Announcement! Career Guide 2019 is out now. Explore careers to become a Big Data Developer or Architect!

I want to remove null values from a csv file. So tried the following things.

val df = sqlContext.read.format("com.databricks.spark.csv").option("header", "true").load("/usr/local/spark/cars.csv")

After loading the file it looks like as shown below. Now, I want to remove null values.

So, I do this :

df.na.fill("e",Seq("blank"))
But the null values didn't change.Can anyone help me?

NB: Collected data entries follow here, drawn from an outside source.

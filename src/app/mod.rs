// Application layer: drives the registry for the CLI and renders results.

#[cfg(feature = "cli")]
pub mod commands;
pub mod report;
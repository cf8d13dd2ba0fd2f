//! Argon2id password hashing and verification.

use argon2::{
    Argon2,
    password_hash::{
        PasswordHash, PasswordHasher as ArgonHasher, PasswordVerifier, SaltString, rand_core::OsRng,
    },
};

use campus_core::error::AppError;
use campus_core::result::AppResult;

/// Handles password hashing and verification using Argon2id.
#[derive(Debug, Clone, Default)]
pub struct PasswordHasher;

impl PasswordHasher {
    /// Creates a new password hasher instance.
    pub fn new() -> Self {
        Self
    }

    /// Hashes a plaintext password using Argon2id with a random salt.
    pub fn hash_password(&self, password: &str) -> AppResult<String> {
        let salt = SaltString::generate(&mut OsRng);

        Argon2::default()
            .hash_password(password.as_bytes(), &salt)
            .map(|hash| hash.to_string())
            .map_err(|e| AppError::internal(format!("Password hashing failed: {e}")))
    }

    /// Checks that `hash` is a well-formed PHC string.
    pub fn check_hash_format(&self, hash: &str) -> AppResult<()> {
        PasswordHash::new(hash)
            .map(|_| ())
            .map_err(|e| AppError::configuration(format!("Invalid password hash format: {e}")))
    }

    /// Verifies a plaintext password against a stored Argon2id hash.
    ///
    /// Returns `Ok(true)` if the password matches, `Ok(false)` if not.
    pub fn verify_password(&self, password: &str, hash: &str) -> AppResult<bool> {
        let parsed_hash = PasswordHash::new(hash)
            .map_err(|e| AppError::internal(format!("Invalid password hash format: {e}")))?;

        match Argon2::default().verify_password(password.as_bytes(), &parsed_hash) {
            Ok(()) => Ok(true),
            Err(argon2::password_hash::Error::Password) => Ok(false),
            Err(e) => Err(AppError::internal(format!(
                "Password verification failed: {e}"
            ))),
        }
    }
}
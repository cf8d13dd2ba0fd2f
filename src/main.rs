//! Campus: interactive application shell
//!
//! Wires configuration, logging, the session holder and the navigation gate
//! together, then runs the shell's event loop.

use std::sync::Arc;

use tracing_subscriber::{EnvFilter, fmt};

use campus_auth::{AccessEnforcer, NavigationGate, SessionHolder};
use campus_core::config::AppConfig;
use campus_core::error::AppError;

mod shell;

use shell::Shell;

fn main() {
    let config = match load_configuration() {
        Ok(c) => c,
        Err(e) => {
            eprintln!("Failed to load configuration: {}", e);
            std::process::exit(1);
        }
    };

    init_logging(&config);

    if let Err(e) = run(config) {
        tracing::error!("Shell error: {}", e);
        eprintln!("{}", e);
        std::process::exit(1);
    }
}

/// Load configuration from file and environment
fn load_configuration() -> Result<AppConfig, AppError> {
    let config_path = std::env::var("CAMPUS_CONFIG").ok();
    AppConfig::load(config_path.as_deref())
}

/// Initialize tracing/logging
fn init_logging(config: &AppConfig) {
    let filter =
        EnvFilter::try_from_default_env().unwrap_or_else(|_| EnvFilter::new(&config.logging.level));

    match config.logging.format.as_str() {
        "json" => {
            fmt()
                .json()
                .with_env_filter(filter)
                .with_target(true)
                .with_writer(std::io::stderr)
                .init();
        }
        _ => {
            fmt()
                .pretty()
                .with_env_filter(filter)
                .with_target(true)
                .with_writer(std::io::stderr)
                .init();
        }
    }
}

/// Build the authorization components and run the shell until the user quits
fn run(config: AppConfig) -> Result<(), AppError> {
    tracing::info!("Starting Campus v{}", env!("CARGO_PKG_VERSION"));

    let enforcer = Arc::new(AccessEnforcer::from_config(&config.policy)?);
    let sessions = SessionHolder::from_config(&config.auth)?;
    let gate = NavigationGate::new(enforcer);

    Shell::new(sessions, gate).run()
}
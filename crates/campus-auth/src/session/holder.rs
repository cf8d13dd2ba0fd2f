//! The session holder: single source of truth for who is using the application.

use tracing::{info, warn};

use campus_core::config::AuthConfig;
use campus_core::result::AppResult;
use campus_entity::session::{AuthState, Session};

use crate::credentials::{CredentialVerifier, DemoVerifier, LoginRequest, build_verifier};

/// Holds at most one session for the lifetime of the application instance.
///
/// The holder is an owned value handed to the presentation layer; login and
/// logout take `&mut self`, so exactly one caller can change the session at
/// a time.
#[derive(Debug)]
pub struct SessionHolder {
    /// Credential verification strategy.
    verifier: Box<dyn CredentialVerifier>,
    /// The active session, if any.
    current: Option<Session>,
}

impl SessionHolder {
    /// Creates an unauthenticated holder using the given verifier.
    pub fn new(verifier: Box<dyn CredentialVerifier>) -> Self {
        Self {
            verifier,
            current: None,
        }
    }

    /// Creates an unauthenticated holder that accepts any non-empty login.
    pub fn demo() -> Self {
        Self::new(Box::new(DemoVerifier))
    }

    /// Creates an unauthenticated holder with the verifier selected by configuration.
    pub fn from_config(config: &AuthConfig) -> AppResult<Self> {
        Ok(Self::new(build_verifier(config)?))
    }

    /// Opens a session for the submitted credentials.
    ///
    /// Empty email or password fails with a validation error and rejected
    /// credentials with an authentication error; in both cases the current
    /// session is left untouched. A successful login replaces any active
    /// session.
    pub fn login(&mut self, request: &LoginRequest) -> AppResult<&Session> {
        request.check()?;

        let identity = self.verifier.verify(request).inspect_err(|e| {
            warn!(email = %request.email, error = %e, "Login rejected");
        })?;

        if let Some(previous) = self.current.take() {
            info!(
                session_id = %previous.id,
                role = %previous.role,
                "Replacing active session"
            );
        }

        let session = Session::new(identity.user_id, identity.name, identity.email, identity.role);
        info!(
            session_id = %session.id,
            user_id = %session.user_id,
            role = %session.role,
            mode = %self.verifier.mode(),
            "Login successful"
        );

        Ok(&*self.current.insert(session))
    }

    /// Clears the session. Calling it while unauthenticated is a no-op.
    pub fn logout(&mut self) {
        if let Some(session) = self.current.take() {
            info!(session_id = %session.id, role = %session.role, "Logged out");
        }
    }

    /// The active session, if any.
    pub fn current_session(&self) -> Option<&Session> {
        self.current.as_ref()
    }

    /// The authorization state derived from the current session.
    pub fn state(&self) -> AuthState {
        AuthState::from(self.current.as_ref())
    }

    /// Returns `true` if a session is active.
    pub fn is_authenticated(&self) -> bool {
        self.current.is_some()
    }
}

impl Default for SessionHolder {
    fn default() -> Self {
        Self::demo()
    }
}
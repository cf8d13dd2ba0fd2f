//! The uniform gate every navigation attempt goes through.

pub mod gate;

pub use gate::{Location, Navigation, NavigationGate, RedirectReason};
//! Campus CLI entry point.

use clap::Parser;
use tracing_subscriber::{EnvFilter, fmt};

use campus_core::config::LoggingConfig;

mod commands;
mod output;

use commands::Cli;

fn main() {
    let cli = Cli::parse();

    init_logging(&logging_config(cli.config.as_deref()));

    if let Err(e) = cli.execute() {
        tracing::debug!(kind = ?e.kind, "Command failed");
        output::print_error(&e.to_string());
        std::process::exit(1);
    }
}

/// Logging settings of the selected config file.
///
/// A broken file falls back to the defaults; the command itself reports it.
fn logging_config(config_path: Option<&str>) -> LoggingConfig {
    commands::load_config(config_path)
        .map(|config| config.logging)
        .unwrap_or_default()
}

/// Initialize tracing on stderr so command output stays clean
fn init_logging(logging: &LoggingConfig) {
    let filter =
        EnvFilter::try_from_default_env().unwrap_or_else(|_| EnvFilter::new(&logging.level));

    match logging.format.as_str() {
        "json" => fmt()
            .json()
            .with_env_filter(filter)
            .with_writer(std::io::stderr)
            .init(),
        _ => fmt()
            .with_env_filter(filter)
            .with_writer(std::io::stderr)
            .init(),
    }
}

#[cfg(test)]
mod tests {
    use super::*;

    #[test]
    fn test_logging_config_falls_back_on_missing_file() {
        let logging = logging_config(Some("does/not/exist"));
        assert_eq!(logging.level, "warn");
        assert_eq!(logging.format, "pretty");
    }

    #[test]
    fn test_logging_config_reads_file() {
        let path = std::env::temp_dir().join("campus-cli-logging-test.toml");
        std::fs::write(&path, "[logging]\nlevel = \"debug\"\nformat = \"json\"\n").unwrap();

        let logging = logging_config(path.to_str());
        std::fs::remove_file(&path).unwrap();

        assert_eq!(logging.level, "debug");
        assert_eq!(logging.format, "json");
    }
}
//! # campus-entity
//!
//! Domain value types for Campus. Nothing here holds mutable state or
//! makes access decisions; those live in `campus-auth`.

pub mod route;
pub mod session;
pub mod user;
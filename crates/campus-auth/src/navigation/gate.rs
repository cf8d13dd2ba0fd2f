//! Resolves a requested path to the screen to render or the place to go instead.
//!
//! Denied and unknown routes are handled the same way: the caller is sent to
//! its landing view. There is no "forbidden" screen, so the navigation
//! surface never reveals which routes exist for other roles.

use std::fmt;
use std::sync::Arc;

use serde::{Deserialize, Serialize};
use tracing::debug;

use campus_entity::route::path::LOGIN_PATH;
use campus_entity::route::{Route, RouteMatch, Screen};
use campus_entity::session::Session;

use crate::rbac::AccessEnforcer;

/// A place the application can be at.
#[derive(Debug, Clone, Copy, PartialEq, Eq, Serialize, Deserialize)]
#[serde(tag = "kind", content = "route", rename_all = "snake_case")]
pub enum Location {
    /// The login screen.
    Login,
    /// A routed screen.
    Route(Route),
}

impl Location {
    /// The absolute path of this location.
    pub fn path(&self) -> String {
        match self {
            Self::Login => format!("/{LOGIN_PATH}"),
            Self::Route(route) => route.path(),
        }
    }
}

impl fmt::Display for Location {
    fn fmt(&self, f: &mut fmt::Formatter<'_>) -> fmt::Result {
        write!(f, "{}", self.path())
    }
}

/// Why a navigation was redirected. Used for logging only.
#[derive(Debug, Clone, Copy, PartialEq, Eq, Serialize, Deserialize)]
#[serde(rename_all = "snake_case")]
pub enum RedirectReason {
    /// No session; everything but the login screen leads to login.
    Unauthenticated,
    /// Authenticated at the root or login path; go to the landing view.
    Landing,
    /// No route matches the path.
    UnknownRoute,
    /// The route exists but the role may not view it.
    Forbidden,
}

/// Outcome of a navigation attempt.
#[derive(Debug, Clone, PartialEq, Eq, Serialize, Deserialize)]
#[serde(tag = "outcome", rename_all = "snake_case")]
pub enum Navigation {
    /// Render a screen.
    Render {
        /// Where the application now is.
        location: Location,
        /// What to render there.
        screen: Screen,
        /// Sub-path below a nested route, e.g. `42/edit` under `courses`.
        rest: Option<String>,
    },
    /// Go somewhere else instead.
    Redirect {
        /// Redirect target.
        to: Location,
        /// Why.
        reason: RedirectReason,
    },
}

impl Navigation {
    /// The location the application ends up at after this outcome.
    pub fn location(&self) -> Location {
        match self {
            Self::Render { location, .. } => *location,
            Self::Redirect { to, .. } => *to,
        }
    }

    /// Returns `true` for a redirect.
    pub fn is_redirect(&self) -> bool {
        matches!(self, Self::Redirect { .. })
    }
}

/// Single authorization gate for all navigation.
#[derive(Debug, Clone)]
pub struct NavigationGate {
    /// Route access checks.
    enforcer: Arc<AccessEnforcer>,
}

impl NavigationGate {
    /// Creates a gate over the given enforcer.
    pub fn new(enforcer: Arc<AccessEnforcer>) -> Self {
        Self { enforcer }
    }

    /// Decides what happens when `path` is requested with `session` active.
    pub fn resolve(&self, session: Option<&Session>, path: &str) -> Navigation {
        let matched = RouteMatch::resolve(path);

        let Some(session) = session else {
            return match matched {
                RouteMatch::Login => Navigation::Render {
                    location: Location::Login,
                    screen: Screen::Login,
                    rest: None,
                },
                _ => self.redirect(Location::Login, RedirectReason::Unauthenticated, path),
            };
        };

        let role = session.role;
        let landing = Location::Route(self.enforcer.default_view_for(&role));

        match matched {
            RouteMatch::Root | RouteMatch::Login => {
                self.redirect(landing, RedirectReason::Landing, path)
            }
            RouteMatch::Unknown(_) => self.redirect(landing, RedirectReason::UnknownRoute, path),
            RouteMatch::Route { route, rest } => {
                let allowed = match rest {
                    Some(_) => self.enforcer.is_allowed_subpath(&role, &route),
                    None => self.enforcer.is_allowed(&role, &route),
                };
                if allowed {
                    Navigation::Render {
                        location: Location::Route(route),
                        screen: Screen::for_route(route, role),
                        rest,
                    }
                } else {
                    self.redirect(landing, RedirectReason::Forbidden, path)
                }
            }
        }
    }

    /// Resolves `path` and follows a redirect to the screen finally shown.
    ///
    /// Redirect targets are the login screen or a landing view the role is
    /// guaranteed to reach, so at most one redirect is followed.
    pub fn land(&self, session: Option<&Session>, path: &str) -> Navigation {
        match self.resolve(session, path) {
            Navigation::Redirect { to, .. } => self.resolve(session, &to.path()),
            rendered => rendered,
        }
    }

    /// The screen shown right after login.
    pub fn landing(&self, session: &Session) -> Navigation {
        let route = self.enforcer.default_view_for(&session.role);
        self.resolve(Some(session), &route.path())
    }

    /// The enforcer used by this gate.
    pub fn enforcer(&self) -> &AccessEnforcer {
        &self.enforcer
    }

    fn redirect(&self, to: Location, reason: RedirectReason, path: &str) -> Navigation {
        debug!(requested = %path, to = %to, reason = ?reason, "Redirecting navigation");
        Navigation::Redirect { to, reason }
    }
}

impl Default for NavigationGate {
    fn default() -> Self {
        Self::new(Arc::new(AccessEnforcer::new()))
    }
}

nitinrawat895 · Answer 1 · May 31, 2018

This is basically very simple. You'll need to create a new DataFrame. I'm using the DataFrame df that you have defined earlier.

val newDf = df.na.fill("e",Seq("blank"))

DataFrames are immutable structures. Each time you perform a transformation which you need to store, you'll need to affect the transformed DataFrame to a new value.

You can even check out the details of a successful Spark developers with the Pyspark training course.

answered May 31, 2018 by nitinrawat895
• 11,380 points

score 0 · Answer 2 · Dec 10, 2018

val map = Map("comment" -> "a", "blank" -> "a2")

df.na.fill(map).show()

answered Dec 10, 2018 by Sute

score 0 · Answer 3 · Dec 10, 2018

df1 = df.na().fill("e",Seq("blank"));

answered Dec 10, 2018 by Shanti

score 0 · Answer 4 · Dec 10, 2018

String[] colNames = {"NameOfColumn"}
dataframe = dataframe.na.fill("ValueToBeFilled", colNames)

answered Dec 10, 2018 by Sada

score 0 · Answer 5 · Dec 10, 2018

def isEvenOption(n: Integer): Option[Boolean] = {
  val num = Option(n).getOrElse(return None)
  Some(num % 2 == 0)
}

val isEvenOptionUdf = udf[Option[Boolean], Integer](isEvenOption)

Source: Dealing with null in Spark

answered Dec 10, 2018 by Mohan

For ,we have to use, drop()

DF.na.drop()
.show(false)

drop() will remove all the null from the DF

commented Mar 11, 2020 by Spark_Kumar

Srinivasreddy · Answer 6 · Feb 5, 2019

Hi i hope this will help for you.

option("nullValue","defaultvalue")

val df = sqlContext.read.format("com.databricks.spark.csv").option("nullValue","defaultvalue").option("header", "true").load("/usr/local/spark/cars.csv"

answered Feb 5, 2019 by Srinivasreddy
• 140 points

Is a closed parenthesis missing at the end of the command?

commented Feb 7, 2019 by Kunal

Sir, Can you please explain this code?

commented Feb 7, 2019 by Komal

MD · Answer 7 · Dec 15, 2020

Hi,

In Spark, fill() function of DataFrameNaFunctions class is used to replace NULL values on the DataFrame column with either zero(0), empty string, space, or any constant literal values.

//Replace all integer and long columns
df.na.fill(0)
    .show(false)

//Replace with specific columns
df.na.fill(0,Array("population"))
  .show(false)